About this exercise :: The answer must consist of every line in the records below that contains the string "never".

****************************************

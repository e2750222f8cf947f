//! Per-(symbol, date) session driver.
//!
//! Composes the four pipeline stages over one timestamp-ordered tick
//! stream and produces a single [`DayResult`]:
//!
//! ```text
//! ticks ──► TickClassifier ──► SyntheticOrderBuilder ──► orders
//!   │                                                      │
//!   │                                                      ▼
//!   │                                              CostCalculator
//!   │                                                      │
//!   └──────────────► ChipAnalyzer ◄────── weighted_cost ───┘
//!                         │
//!                         ▼
//!                     DayResult
//! ```
//!
//! The driver is single-threaded and event-driven; replaying the same
//! tick list twice yields identical results. Cross-day state (the daily
//! cost history behind the moving averages) is handed in by the caller,
//! which keeps every session independently replayable.

use crate::chip::{ChipAnalyzer, ValidationStatus};
use crate::classifier::TickClassifier;
use crate::config::AnalysisConfig;
use crate::cost::{CostCalculator, WeightMap};
use crate::error::{AnalysisError, Result};
use crate::synthetic::{SyntheticOrder, SyntheticOrderBuilder};
use crate::types::Tick;
use chrono::NaiveDate;
use serde::{Deserialize, Serialize};

/// Per-session data quality counters.
///
/// Degenerate inputs never abort a session; they are tallied here and
/// surfaced on the result.
#[derive(Debug, Clone, Copy, PartialEq, Eq, Default, Serialize, Deserialize)]
pub struct QualityCounters {
    /// Structurally malformed ticks (tagged `NOISE`).
    pub malformed_ticks: u64,

    /// Large directional ticks classified without quote context.
    pub missing_quote_ticks: u64,

    /// Ticks whose amount disagrees with `price × volume × lot_size`
    /// beyond the configured tolerance.
    pub amount_mismatch_ticks: u64,

    /// Ticks excluded from the chip distribution.
    pub skipped_chip_ticks: u64,
}

/// Per-(symbol, date) analysis output.
///
/// Assembled once per session and handed to external storage/rendering.
#[derive(Debug, Clone, PartialEq, Serialize, Deserialize)]
pub struct DayResult {
    pub symbol: String,
    pub date: NaiveDate,

    // Per-intent flow slices (unweighted)
    pub aggressive_buy_amount: f64,
    pub aggressive_sell_amount: f64,
    pub defensive_buy_amount: f64,
    pub defensive_sell_amount: f64,
    pub algo_buy_amount: f64,
    pub algo_sell_amount: f64,
    pub total_buy_amount: f64,
    pub total_sell_amount: f64,

    // Cost estimate
    pub weighted_cost: f64,
    pub cost_ma_5: f64,
    pub cost_ma_10: f64,
    pub cost_ma_20: f64,

    // Flow
    pub net_flow: f64,
    /// Whether `net_flow` was normalized by the float market cap.
    pub net_flow_normalized: bool,

    // Chip structure
    pub concentration_ratio: f64,
    #[serde(skip_serializing_if = "Option::is_none")]
    pub chip_peak_price: Option<f64>,
    #[serde(skip_serializing_if = "Option::is_none")]
    pub support_price: Option<f64>,
    #[serde(skip_serializing_if = "Option::is_none")]
    pub resistance_price: Option<f64>,
    pub validation_status: ValidationStatus,

    // Order statistics
    pub total_orders: usize,
    pub original_order_count: usize,
    pub algo_order_count: usize,

    pub quality: QualityCounters,
}

impl DayResult {
    /// Buy/sell amount ratio; infinite when only buys exist.
    pub fn buy_sell_ratio(&self) -> f64 {
        if self.total_sell_amount == 0.0 {
            return if self.total_buy_amount > 0.0 {
                f64::INFINITY
            } else {
                0.0
            };
        }
        self.total_buy_amount / self.total_sell_amount
    }

    /// Share of reconstructed buy flow that crossed the quote.
    pub fn aggressiveness_score(&self) -> f64 {
        if self.total_buy_amount == 0.0 {
            return 0.0;
        }
        self.aggressive_buy_amount / self.total_buy_amount
    }
}

/// Drives one symbol's session through the full pipeline.
///
/// Holds only immutable configuration; per-session state lives in the
/// builder created inside [`analyze_day`], so one analyzer can serve any
/// number of sessions (and be shared across threads in batch mode).
///
/// [`analyze_day`]: SessionAnalyzer::analyze_day
#[derive(Debug, Clone)]
pub struct SessionAnalyzer {
    config: AnalysisConfig,
    classifier: TickClassifier,
    cost: CostCalculator,
    chip: ChipAnalyzer,
}

impl SessionAnalyzer {
    /// Create an analyzer, validating the configuration.
    pub fn new(config: AnalysisConfig) -> Result<Self> {
        config.validate().map_err(AnalysisError::config)?;
        let classifier = TickClassifier::from_config(&config);
        let cost = CostCalculator::new(config.weights.clone());
        let chip = ChipAnalyzer::from_config(&config);
        Ok(Self {
            config,
            classifier,
            cost,
            chip,
        })
    }

    /// The configuration this analyzer runs with.
    pub fn config(&self) -> &AnalysisConfig {
        &self.config
    }

    /// Analyze one session and return its result.
    ///
    /// `prior_costs` is the chronological daily-cost history, most recent
    /// day first, used for the moving averages. `float_market_cap`
    /// normalizes the net flow when known.
    ///
    /// This never fails: malformed ticks degrade to noise and are
    /// counted in [`DayResult::quality`].
    pub fn analyze_day(
        &self,
        symbol: &str,
        date: NaiveDate,
        ticks: &[Tick],
        prior_costs: &[f64],
        float_market_cap: Option<f64>,
    ) -> DayResult {
        let mut builder = SyntheticOrderBuilder::new(symbol, &self.config);
        let mut quality = QualityCounters::default();
        let mut orders: Vec<SyntheticOrder> = Vec::new();

        for tick in ticks {
            if tick.fault().is_some() {
                quality.malformed_ticks += 1;
            } else if !tick.amount_consistent(self.config.lot_size, self.config.amount_tolerance) {
                quality.amount_mismatch_ticks += 1;
            }

            let classification = self.classifier.classify(tick);
            if classification.quote_missing {
                quality.missing_quote_ticks += 1;
            }

            orders.extend(builder.feed(tick, classification.label));
        }
        orders.extend(builder.flush());

        let weighted_cost = self.cost.weighted_cost(&orders);
        let stats = self.cost.order_statistics(&orders);
        let flow = self.cost.net_flow(&orders, float_market_cap);

        let build = self.chip.build_distribution(ticks);
        quality.skipped_chip_ticks = build.skipped_ticks;
        let distribution = build.distribution;

        let peaks = self.chip.peaks(&distribution);
        let chip_peak_price = peaks.first().map(|p| p.price);
        let concentration_ratio = self.chip.concentration_ratio(&distribution);

        // Reference price for support/resistance is the session close.
        let close = ticks.iter().rev().find(|t| t.price > 0.0).map(|t| t.price);
        let sr = close
            .map(|close| self.chip.support_resistance(&distribution, close))
            .unwrap_or_default();

        // A session with no qualifying buy flow has nothing to validate.
        let validation_status = if weighted_cost > 0.0 {
            self.chip.validate_cost(weighted_cost, &distribution)
        } else {
            ValidationStatus::Valid
        };

        let history = cost_history(weighted_cost, prior_costs);
        let mut cost_ma_5 = 0.0;
        let mut cost_ma_10 = 0.0;
        let mut cost_ma_20 = 0.0;
        for &period in &self.config.ma_periods {
            let ma = CostCalculator::cost_ma(&history, period);
            match period {
                5 => cost_ma_5 = ma,
                10 => cost_ma_10 = ma,
                20 => cost_ma_20 = ma,
                _ => {}
            }
        }

        log::info!(
            "{symbol} {date}: {} ticks, {} orders, cost {:.2}, net flow {:.4}, validation {:?}",
            ticks.len(),
            stats.total_orders,
            weighted_cost,
            flow.value,
            validation_status
        );

        DayResult {
            symbol: symbol.to_string(),
            date,
            aggressive_buy_amount: stats.aggressive_buy_amount,
            aggressive_sell_amount: stats.aggressive_sell_amount,
            defensive_buy_amount: stats.defensive_buy_amount,
            defensive_sell_amount: stats.defensive_sell_amount,
            algo_buy_amount: stats.algo_buy_amount,
            algo_sell_amount: stats.algo_sell_amount,
            total_buy_amount: stats.total_buy_amount,
            total_sell_amount: stats.total_sell_amount,
            weighted_cost,
            cost_ma_5,
            cost_ma_10,
            cost_ma_20,
            net_flow: flow.value,
            net_flow_normalized: flow.normalized,
            concentration_ratio,
            chip_peak_price,
            support_price: sr.support,
            resistance_price: sr.resistance,
            validation_status,
            total_orders: stats.total_orders,
            original_order_count: stats.original_order_count,
            algo_order_count: stats.algo_order_count,
            quality,
        }
    }

    /// Analyze a chronological run of sessions for one symbol, threading
    /// the daily-cost history so the moving averages populate without an
    /// external store.
    ///
    /// Days are processed in ascending date order regardless of input
    /// order.
    pub fn analyze_period(
        &self,
        symbol: &str,
        days: &[(NaiveDate, Vec<Tick>)],
        float_market_cap: Option<f64>,
    ) -> Vec<DayResult> {
        let mut order: Vec<usize> = (0..days.len()).collect();
        order.sort_by_key(|&i| days[i].0);

        let mut history: Vec<f64> = Vec::with_capacity(days.len());
        let mut results = Vec::with_capacity(days.len());
        for i in order {
            let (date, ticks) = &days[i];
            let result = self.analyze_day(symbol, *date, ticks, &history, float_market_cap);
            history.insert(0, result.weighted_cost);
            results.push(result);
        }
        results
    }

    /// Weight map in effect (configuration override or defaults).
    pub fn weights(&self) -> &WeightMap {
        &self.config.weights
    }
}

/// Prepend today's cost to the prior history.
fn cost_history(today: f64, prior_costs: &[f64]) -> Vec<f64> {
    let mut history = Vec::with_capacity(prior_costs.len() + 1);
    history.push(today);
    history.extend_from_slice(prior_costs);
    history
}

****************************************

Exercise output ::
/// Degenerate inputs never abort a session; they are tallied here and
    /// This never fails: malformed ticks degrade to noise and are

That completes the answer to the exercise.